Als ich acht Jahre alt war, stieg ich mit dem Leiter eines Sommercamps nördlich von Toronto in ein Aluminiumboot. Er ruderte im flachen Wasser der Bucht eine Viertelmeile weit hinaus, wo wir die nächsten zwei Stunden mit fischen zubrachten. Es war ein ruhiger Sommerabend, und das Wasser lag da wie Glas. Ich saß zum ersten Mal in einem so kleinen Boot, und es war herrlich, auf der sanft bewegten dunklen Weite zu treiben. Ich fragte mich, welche Wesen wohl unter der Oberfläche lauerten, was meine Aufregung noch steigerte, wenn ein plötzlicher Ruck an meiner primitiven Angel – einem entlaubten Zweig mit Leine und Haken – anzeigte, dass ein Fisch angebissen hatte.

Ich fing an diesem Tag sechzehn Fische. Manche warfen wir wieder ins Wasser. Einige andere, große Barsche, behielten wir für das Frühstück am nächsten Morgen. Mr Nelson erledigte die ganze schmutzige Arbeit, er bestückte die Angel mit sich windenden Regenwürmern, drehte den Widerhaken aus den Lippen der Fische und stieß ihnen sein Messer in den Schädel, um sie zu töten. Sein Gesicht verzog sich dabei so eigenartig, dass ich mich fragte, ob er Ekel empfand oder sich lediglich stark konzentrierte.

Ich erinnere mich gern an dieses Erlebnis. Aber als sensibler Junge mit einer Schwäche für Tiere verstörte mich vieles, was in diesem Ruderboot vor sich ging. Im Stillen taten mir die Würmer leid. Ich machte mir Sorgen, ob denn die Fische keine Schmerzen empfanden, wenn ihnen der Haken aus dem knöchern starrenden Gesicht gezogen wurde. Vielleicht hatte ja einer von denen, die wir behalten hatten, den Stoß mit der Klinge überlebt und verendete gerade in dem Drahtkorb, der über den Bootsrand baumelte. Doch der nette ältere Mann im Bug hatte offenbar keine Bedenken, daher schloss ich, dass alles in Ordnung sein musste. Und der Geschmack von frischem Fisch beim Frühstück am nächsten Morgen verdrängte die Sorgen des vorherigen Abends bis auf eine schwache Ahnung.

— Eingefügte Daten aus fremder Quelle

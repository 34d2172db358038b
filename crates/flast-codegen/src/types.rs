// SPDX-License-Identifier: (MIT OR Apache-2.0)

//! TypeDesc → Cranelift type translation and struct layout.

use cranelift::prelude::*;
use flast_ast::decl::StructDecl;
use flast_ast::types::{TypeDesc, TypeTag};

use crate::{CodegenError, CodegenResult};

/// Translate a type descriptor to a Cranelift value type.
///
/// Signed and unsigned integers share the same-width IR type; sign is
/// tracked at use sites. Strings and every pointer-shaped type lower to
/// the 64-bit pointer width, and struct values are represented by pointer
/// to their laid-out storage.
pub fn clif_type(ty: &TypeDesc) -> CodegenResult<Type> {
    if ty.is_pointer || ty.is_reference {
        return Ok(types::I64);
    }
    Ok(match ty.tag {
        TypeTag::Void => types::I64,
        TypeTag::Bool => types::I8,
        TypeTag::I8 | TypeTag::U8 => types::I8,
        TypeTag::I16 | TypeTag::U16 => types::I16,
        TypeTag::I32 | TypeTag::U32 => types::I32,
        TypeTag::I64 | TypeTag::U64 => types::I64,
        TypeTag::I128 | TypeTag::U128 => types::I128,
        TypeTag::F32 => types::F32,
        TypeTag::F64 => types::F64,
        TypeTag::Char => types::I32,
        TypeTag::Str => types::I64,
        TypeTag::Struct | TypeTag::Enum | TypeTag::Trait => types::I64,
        // `self` as a type is a generic byte pointer.
        TypeTag::SelfTy => types::I64,
        TypeTag::Box | TypeTag::Ref | TypeTag::Function | TypeTag::Closure => types::I64,
        TypeTag::Option | TypeTag::Result | TypeTag::Array | TypeTag::Slice | TypeTag::Vec
        | TypeTag::Map | TypeTag::Set | TypeTag::Tuple | TypeTag::Module => types::I64,
        TypeTag::Auto | TypeTag::Unknown => {
            return Err(CodegenError::Lowering(format!(
                "cannot lower un-inferred type '{}'",
                ty
            )))
        }
    })
}

/// Size in bytes of a field of this type inside a struct.
pub fn field_size(ty: &TypeDesc) -> u32 {
    if ty.is_pointer || ty.is_reference {
        return 8;
    }
    match ty.tag {
        TypeTag::Bool | TypeTag::I8 | TypeTag::U8 => 1,
        TypeTag::I16 | TypeTag::U16 => 2,
        TypeTag::I32 | TypeTag::U32 | TypeTag::F32 | TypeTag::Char => 4,
        TypeTag::I128 | TypeTag::U128 => 16,
        _ => 8,
    }
}

/// Alignment of a field of this type.
pub fn field_align(ty: &TypeDesc) -> u32 {
    field_size(ty).min(8)
}

/// A field's resolved position inside a struct.
#[derive(Debug, Clone)]
pub struct FieldLayout {
    pub name: String,
    pub ty: TypeDesc,
    pub offset: u32,
}

/// The computed memory layout of a struct: fields in declaration order at
/// C-like aligned offsets.
#[derive(Debug, Clone)]
pub struct StructLayout {
    pub name: String,
    pub fields: Vec<FieldLayout>,
    pub size: u32,
    pub align: u32,
}

impl StructLayout {
    pub fn for_decl(decl: &StructDecl) -> Self {
        let mut fields = Vec::with_capacity(decl.fields.len());
        let mut offset = 0u32;
        let mut align = 1u32;

        for field in &decl.fields {
            let f_align = field_align(&field.ty);
            let f_size = field_size(&field.ty);
            offset = round_up(offset, f_align);
            fields.push(FieldLayout {
                name: field.name.clone(),
                ty: field.ty.clone(),
                offset,
            });
            offset += f_size;
            align = align.max(f_align);
        }

        let size = round_up(offset.max(1), align);
        StructLayout { name: decl.name.clone(), fields, size, align }
    }

    pub fn field(&self, name: &str) -> Option<&FieldLayout> {
        self.fields.iter().find(|f| f.name == name)
    }
}

fn round_up(value: u32, align: u32) -> u32 {
    (value + align - 1) / align * align
}

#[cfg(test)]
mod tests {
    use super::*;
    use flast_ast::decl::{Field, Modifiers};

    fn field(name: &str, tag: TypeTag) -> Field {
        Field { name: name.to_string(), ty: TypeDesc::simple(tag), is_pub: false }
    }

    #[test]
    fn clif_types_by_width() {
        assert_eq!(clif_type(&TypeDesc::simple(TypeTag::I8)).unwrap(), types::I8);
        assert_eq!(clif_type(&TypeDesc::simple(TypeTag::U16)).unwrap(), types::I16);
        assert_eq!(clif_type(&TypeDesc::simple(TypeTag::I32)).unwrap(), types::I32);
        assert_eq!(clif_type(&TypeDesc::simple(TypeTag::F64)).unwrap(), types::F64);
        assert_eq!(clif_type(&TypeDesc::simple(TypeTag::Str)).unwrap(), types::I64);
        assert_eq!(clif_type(&TypeDesc::simple(TypeTag::SelfTy)).unwrap(), types::I64);
    }

    #[test]
    fn pointer_modifier_overrides_base() {
        let mut ty = TypeDesc::simple(TypeTag::I8);
        ty.is_pointer = true;
        assert_eq!(clif_type(&ty).unwrap(), types::I64);
    }

    #[test]
    fn struct_layout_aligns_fields() {
        let decl = StructDecl {
            name: "Mixed".to_string(),
            fields: vec![
                field("flag", TypeTag::Bool), // offset 0, size 1
                field("count", TypeTag::I32), // aligned to 4
                field("value", TypeTag::F64), // aligned to 8
                field("tail", TypeTag::I8),   // offset 16
            ],
            modifiers: Modifiers::default(),
        };
        let layout = StructLayout::for_decl(&decl);
        assert_eq!(layout.field("flag").unwrap().offset, 0);
        assert_eq!(layout.field("count").unwrap().offset, 4);
        assert_eq!(layout.field("value").unwrap().offset, 8);
        assert_eq!(layout.field("tail").unwrap().offset, 16);
        // Total rounds up to the struct's alignment.
        assert_eq!(layout.align, 8);
        assert_eq!(layout.size, 24);
    }

    #[test]
    fn empty_struct_has_nonzero_size() {
        let decl = StructDecl {
            name: "Unit".to_string(),
            fields: vec![],
            modifiers: Modifiers::default(),
        };
        assert!(StructLayout::for_decl(&decl).size >= 1);
    }
}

Das war nicht meine einzige Kindheitsbegegnung mit Fischen, die widersprüchliche Gefühle über den Rang unserer wechselwarmen Verwandten in unserem moralischen Gefüge bei mir aufkommen ließ. Im vierten Schuljahr gehörte ich zu einer kleinen Gruppe Kinder, die in meiner Grundschule in Toronto den Auftrag bekommen hatten, ein paar Lehrmittel von unserem Klassenzimmer in einen Nebenraum zu bringen. Darunter war auch ein Goldfischglas mit einem einsamen Goldfisch. Das Gefäß war zu drei Vierteln mit Wasser gefüllt und recht schwer. Damit der Fisch bloß niemandem in die Hände fiel, der vielleicht weniger gut auf ihn aufpasste als ich, übernahm ich freiwillig die Aufgabe, das Glas an sein Ziel zu bringen: auf einen Tisch beim Waschbecken.

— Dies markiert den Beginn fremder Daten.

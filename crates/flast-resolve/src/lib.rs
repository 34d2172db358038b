// SPDX-License-Identifier: (MIT OR Apache-2.0)
//! Module resolution and on-disk caching.
//!
//! The resolver locates imported `.fls` files, keeps parsed programs in an
//! in-memory map shared by `Rc` handle, and maintains the per-module cache
//! directories under `.build/cache/modules/` that hold metadata markers and
//! object artifacts across runs.

pub mod cache;
pub mod resolver;

pub use resolver::{resolve_imports, LoadedModule, ModuleResolver, ResolveError};
//! rdfx CLI
//!
//! Command-line interface for:
//! - Converting RDF files (or directories of them) between syntaxes
//! - Merging several RDF files into one graph
//! - Cleaning Turtle files: unused prefixes dropped, the rest sorted

use anyhow::{Context, Result};
use clap::error::ErrorKind;
use clap::{Parser, ValueEnum};
use colored::Colorize;
use rdfx_core::FileSink;
use std::path::PathBuf;
use std::process::ExitCode;
use tracing_subscriber::EnvFilter;

mod settings;

use settings::Settings;

#[derive(Parser, Debug)]
#[command(name = "rdfx")]
#[command(author, version, about = "Convert, merge and clean RDF files")]
pub struct Cli {
    /// Operation to perform.
    #[arg(value_enum)]
    method: Method,

    /// RDF files or directories. Directories contribute their RDF files
    /// (one level deep).
    #[arg(required = true, num_args = 1..)]
    data: Vec<PathBuf>,

    /// Output format: turtle, xml, json-ld, nt or n3. Any known file
    /// ending (ttl, rdf, owl, jsonld, ...) is accepted too.
    #[arg(short, long, default_value = "turtle")]
    format: String,

    /// Output directory (default: current directory).
    #[arg(short, long)]
    output: Option<PathBuf>,

    /// Comment to write at the top of the output. Repeat for more lines.
    #[arg(long)]
    comments: Vec<String>,

    /// More log output (-v debug, -vv trace).
    #[arg(short, long, action = clap::ArgAction::Count)]
    verbose: u8,

    /// Only log warnings and errors.
    #[arg(short, long, conflicts_with = "verbose")]
    quiet: bool,
}

#[derive(ValueEnum, Debug, Clone, Copy, PartialEq, Eq)]
enum Method {
    Convert,
    Merge,
    Clean,
}

fn main() -> ExitCode {
    let cli = match Cli::try_parse() {
        Ok(cli) => cli,
        Err(err) => {
            let _ = err.print();
            return match err.kind() {
                ErrorKind::DisplayHelp | ErrorKind::DisplayVersion => ExitCode::SUCCESS,
                _ => ExitCode::FAILURE,
            };
        }
    };

    match run(&cli) {
        Ok(()) => ExitCode::SUCCESS,
        Err(err) => {
            eprintln!("{} {err:#}", "error:".red().bold());
            ExitCode::FAILURE
        }
    }
}

fn run(cli: &Cli) -> Result<()> {
    let settings = Settings::from_cli(cli)?;
    init_logging(settings.log_level);
    tracing::debug!(?settings, method = ?cli.method, "starting");

    match cli.method {
        Method::Convert => cmd_convert(&cli.data, &settings),
        Method::Merge => cmd_merge(&cli.data, &settings),
        Method::Clean => cmd_clean(&cli.data),
    }
}

fn init_logging(default_level: &str) {
    tracing_subscriber::fmt()
        .with_env_filter(
            EnvFilter::try_from_default_env().unwrap_or_else(|_| EnvFilter::new(default_level)),
        )
        .with_writer(std::io::stderr)
        .with_target(false)
        .init();
}

fn cmd_convert(data: &[PathBuf], settings: &Settings) -> Result<()> {
    let files = rdfx_core::prepare_files_list(data)?;
    let sink = FileSink::new(&settings.output_dir);

    let written = rdfx_core::convert_all(&files, &sink, settings.format, &settings.comments)
        .context("converting")?;
    for path in &written {
        println!("  {} {}", "→".cyan(), path.display());
    }
    Ok(())
}

fn cmd_merge(data: &[PathBuf], settings: &Settings) -> Result<()> {
    let files = rdfx_core::prepare_files_list(data)?;
    let sink = FileSink::new(&settings.output_dir);

    let written = rdfx_core::merge(
        &files,
        &sink,
        settings.format,
        "merged",
        &settings.comments,
    )
    .context("merging")?;
    println!(
        "  {} {} ({} inputs)",
        "→".cyan(),
        written.display(),
        files.len()
    );
    Ok(())
}

fn cmd_clean(data: &[PathBuf]) -> Result<()> {
    let files = rdfx_core::prepare_files_list(data)?;

    for file in &files {
        let written =
            rdfx_core::clean(file).with_context(|| format!("cleaning {}", file.display()))?;
        println!("  {} {}", "→".cyan(), written.display());
    }
    Ok(())
}

#[cfg(test)]
mod tests {
    use super::*;
    use rdfx_core::RdfFormat;

    #[test]
    fn parses_method_and_data() {
        let cli = Cli::try_parse_from(["rdfx", "clean", "a.ttl", "dir"]).unwrap();
        assert_eq!(cli.method, Method::Clean);
        assert_eq!(cli.data, vec![PathBuf::from("a.ttl"), PathBuf::from("dir")]);
    }

    #[test]
    fn data_is_required() {
        let err = Cli::try_parse_from(["rdfx", "convert"]).unwrap_err();
        assert_eq!(err.kind(), ErrorKind::MissingRequiredArgument);
    }

    #[test]
    fn unknown_method_is_rejected() {
        let err = Cli::try_parse_from(["rdfx", "explode", "a.ttl"]).unwrap_err();
        assert_eq!(err.kind(), ErrorKind::InvalidValue);
    }

    #[test]
    fn every_format_name_is_accepted() {
        for format in RdfFormat::ALL {
            let cli =
                Cli::try_parse_from(["rdfx", "convert", "a.ttl", "-f", format.token()]).unwrap();
            assert_eq!(Settings::from_cli(&cli).unwrap().format, format);
        }
    }
}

Welche Ironie des Schicksals.

Ich hielt das Glas fest in meinen Kinderhänden und ging Schritt für Schritt durch die Tür, den Gang hinunter und in den anderen Raum. Als ich mich behutsam dem Tisch näherte, rutschte mir das Glas aus den Fingern und zersprang auf dem harten Boden. Wie in Zeitlupe lief das Grauen vor mir ab. Glas zersplitterte, und Wasser schoss über den Boden. Ich stand wie gelähmt da. Jemand, der bei klarerem Verstand war, schnappte sich einen Mopp und wischte Scherben und Wasser beiseite, dann suchten wir zu viert den Boden nach dem Fisch ab. Eine Minute verging, aber keine Spur von ihm. Es war wie in einem Albtraum. Es schien, als wäre er der irdischen Goldfischwelt entrückt und ins Himmelreich der Fische aufgefahren. Endlich fand ihn jemand. Er war hinter die Heizung gerutscht und fünf Zentimeter über dem Boden auf einem Vorsprung des Heizkörpers gelandet, wo man ihn nicht sehen konnte. Er lebte noch und starrte geschwächt ins Leere. Schnell wurde er in einen Becher mit Leitungswasser geworfen. Soweit ich weiß, hat dieser Fisch überlebt.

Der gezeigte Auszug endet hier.